Records for the task.
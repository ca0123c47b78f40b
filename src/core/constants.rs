//! Constants used throughout stowaway.
//!
//! Centralizes magic strings and configuration values.

/// Workspace configuration file name (.stowaway.toml).
pub const CONFIG_FILE: &str = ".stowaway.toml";

/// Default location of the file-backed remote store, relative to the project.
pub const DEFAULT_STORE: &str = ".stowaway/remote.json";

/// Identity directory relative to HOME (~/.stowaway).
pub const IDENTITY_DIR: &str = ".stowaway";

/// Identity file name inside [`IDENTITY_DIR`].
pub const IDENTITY_FILE: &str = "identity.toml";

/// Environment used when neither the command line nor the config names one.
pub const DEFAULT_ENVIRONMENT: &str = "dev";

/// Environments a secret may live in.
pub const ENVIRONMENTS: &[&str] = &["dev", "test", "staging", "prod"];

/// Marker separating a secret comment from its template default value.
pub const DEFAULT_MARKER: &str = "DEFAULT:";

/// Width of the star rule inside a template group banner.
pub const BANNER_WIDTH: usize = 80;

/// Placeholder shown for requested secrets that do not exist.
pub const NOT_FOUND: &str = "*not found*";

Task to complete. Report every line above that has the string "remote" in it.

Written response.
/// Default location of the file-backed remote store, relative to the project.
pub const DEFAULT_STORE: &str = ".stowaway/remote.json";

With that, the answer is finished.